The back door is open, pulling some fresh air into the house and bringing back with it the smell of the beef short ribs in red wine that are slowly braising in the oven. That will be a fitting end to this glorious day. I wish you could join me.

Tuesday, January 25, 2011

She Keeps Me Going

My great-niece is seven years old. She is a precocious child, sometimes seeming like an adult in a child's body. She has an uncanny sense for when an adult is just feeding her the "party line" when it comes to things like Santa Claus, where you go when you die and other tough questions. You cannot lie to her; she will bust you every time. And she is my girl.

 Here's my girl on the left...

and her mom in 1977, about the same age, on the right.

It's a little scary, isn't it? Let me tell you, sometimes it really messes with my head. I have conversations with my girl that turn into conversations with her mother. All the time. I'm not sure which one I'm talking to.

Her mother was born when I was in the seventh grade so she and I grew up together. She seemed in many ways like my little sister, particularly when it came to arguing. I taught her to drive and, in most situations, we think and act the same. That similarity has carried on with my girl, and that, too, can mess with your head. Recently my girl treated us all to a "concert" with her child-size electric guitar simulator. The "song" plays and the child can make very real sounding guitar effects in the process. My girl's solo was complete with hair tossing, tongue flicking and dance moves she has seen on some video. Almost whole time, her mother and I were locked in eye contact, wordlessly communicating with each other this message, "How strange does it feel to watch yourself reborn in her?" It is very strange.

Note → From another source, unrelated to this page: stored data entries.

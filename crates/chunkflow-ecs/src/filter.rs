//! Filters - which chunks a pass runs over.
//!
//! An archetype matches when it owns every `all` component, at least one
//! `any` component (if any are listed), none of the `none` components, and
//! satisfies the shared constraints. Inside a matching archetype, empty
//! chunks are skipped, and a `changed` constraint keeps only chunks where a
//! listed component was written at or after `since`.

use smallvec::SmallVec;

use crate::{
    archetype::{Archetype, ComponentSet, SharedSet},
    chunk::{Chunk, ChunkSlice},
    component::{Component, ComponentId},
    entity::Entity,
    world::World,
};

#[derive(Clone, Debug, PartialEq, Eq)]
pub struct ChangedSince {
    pub components: ComponentSet,
    pub since: u64,
}

#[derive(Clone, Debug, Default, PartialEq, Eq)]
pub struct Filter {
    pub all: ComponentSet,
    pub any: ComponentSet,
    pub none: ComponentSet,
    /// Components that must be found on one of the archetype's shared entities.
    pub shared_all: ComponentSet,
    /// Meta entities the archetype's shared set must contain.
    pub shared_with: SharedSet,
    pub changed: Option<ChangedSince>,
    matches_nothing: bool,
}

impl Filter {
    /// Start building a filter whose types resolve through `world`.
    #[must_use]
    pub fn builder(world: &World) -> FilterBuilder<'_> {
        FilterBuilder {
            world,
            filter: Self::default(),
            since: world.timestamp(),
            wants_changed: false,
        }
    }

    /// A filter on raw component ids.
    #[must_use]
    pub fn from_ids(all: &[ComponentId], any: &[ComponentId], none: &[ComponentId]) -> Self {
        Self {
            all: all.into(),
            any: any.into(),
            none: none.into(),
            ..Self::default()
        }
    }

    /// Restrict to chunks where one of `components` changed at or after `since`.
    #[must_use]
    pub fn changed_since(mut self, components: &[ComponentId], since: u64) -> Self {
        self.changed = Some(ChangedSince {
            components: components.into(),
            since,
        });
        self
    }

    /// Whether the filter can never match, e.g. it requires an unregistered type.
    #[must_use]
    pub const fn matches_nothing(&self) -> bool {
        self.matches_nothing
    }

    #[must_use]
    pub fn matches_archetype(&self, world: &World, archetype: &Archetype) -> bool {
        if self.matches_nothing {
            return false;
        }

        self.all.iter().all(|&id| archetype.contains(id))
            && (self.any.is_empty() || self.any.iter().any(|&id| archetype.contains(id)))
            && !self.none.iter().any(|&id| archetype.contains(id))
            && self
                .shared_with
                .iter()
                .all(|meta| archetype.shared().binary_search(meta).is_ok())
            && self
                .shared_all
                .iter()
                .all(|&id| world.shared_source(archetype.id(), id).is_some())
    }

    #[must_use]
    pub fn matches_chunk(&self, archetype: &Archetype, chunk: &Chunk) -> bool {
        if chunk.is_empty() {
            return false;
        }

        let Some(changed) = &self.changed else {
            return true;
        };
        changed.components.iter().any(|&id| {
            archetype
                .column_index(id)
                .is_some_and(|column| chunk.last_written(column) >= changed.since)
        })
    }
}

pub struct FilterBuilder<'w> {
    world: &'w World,
    filter: Filter,
    since: u64,
    wants_changed: bool,
}

impl FilterBuilder<'_> {
    /// Require `T`. An unregistered type makes the filter match nothing.
    #[must_use]
    pub fn all<T: Component>(mut self) -> Self {
        match self.world.component_id::<T>() {
            Some(id) => self.filter.all.push(id),
            None => self.filter.matches_nothing = true,
        }
        self
    }

    #[must_use]
    pub fn any<T: Component>(mut self) -> Self {
        if let Some(id) = self.world.component_id::<T>() {
            self.filter.any.push(id);
        }
        self
    }

    #[must_use]
    pub fn none<T: Component>(mut self) -> Self {
        if let Some(id) = self.world.component_id::<T>() {
            self.filter.none.push(id);
        }
        self
    }

    /// Require `T` to be readable as a shared component.
    #[must_use]
    pub fn shared<T: Component>(mut self) -> Self {
        match self.world.component_id::<T>() {
            Some(id) => self.filter.shared_all.push(id),
            None => self.filter.matches_nothing = true,
        }
        self
    }

    /// Require `meta` among the archetype's shared entities.
    #[must_use]
    pub fn shared_with(mut self, meta: Entity) -> Self {
        self.filter.shared_with.push(meta);
        self
    }

    /// Only keep chunks where `T` was written at or after the `since`
    /// timestamp (the world's current one unless [`Self::since`] is called).
    #[must_use]
    pub fn changed<T: Component>(mut self) -> Self {
        self.wants_changed = true;
        if let Some(id) = self.world.component_id::<T>() {
            self.filter
                .changed
                .get_or_insert_with(|| ChangedSince {
                    components: SmallVec::new(),
                    since: 0,
                })
                .components
                .push(id);
        }
        self
    }

    #[must_use]
    pub fn since(mut self, timestamp: u64) -> Self {
        self.since = timestamp;
        self
    }

    #[must_use]
    pub fn build(self) -> Filter {
        let Self {
            mut filter,
            since,
            wants_changed,
            ..
        } = self;

        for set in [&mut filter.all, &mut filter.any, &mut filter.none, &mut filter.shared_all] {
            set.sort_unstable();
            set.dedup();
        }
        filter.shared_with.sort_unstable();
        filter.shared_with.dedup();

        match &mut filter.changed {
            Some(changed) => changed.since = since,
            // Every listed type was unregistered, so nothing was ever written.
            None if wants_changed => filter.matches_nothing = true,
            None => {}
        }

        filter
    }
}

impl World {
    /// Every non-empty chunk matching `filter`, as whole-chunk slices.
    #[must_use]
    pub fn matching_chunks(&self, filter: &Filter) -> Vec<ChunkSlice> {
        if filter.matches_nothing() {
            return Vec::new();
        }

        let mut slices = Vec::new();
        for archetype in self.archetypes().iter() {
            if !filter.matches_archetype(self, archetype) {
                continue;
            }
            for (index, chunk) in archetype.chunks().iter().enumerate() {
                if filter.matches_chunk(archetype, chunk) {
                    slices.push(ChunkSlice {
                        archetype: archetype.id(),
                        chunk: index,
                        start: 0,
                        count: chunk.len(),
                    });
                }
            }
        }
        slices
    }
}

She isn't a carbon copy of either of us, except in the remarkable resemblance to her mother. She is definitely her own person and special in her own right. Her world is full of potential that I joyfully and hopefully watch her achieve every day. I can't wait to see what she becomes. I have a friend in his 70's who tells me he hopes he lives long enough to see her grow up, just because he knows she will be something special. I share that dream. 

My girl was born about a year before Scott and I lost our youngest boy, at age 12, in a car accident. In the dark days and years following, sometimes my girl brought the only moments of joy I could find. She kept me going then and keeps me going now. I have other nieces and nephews who I love dearly, too, but this one is my treasure. 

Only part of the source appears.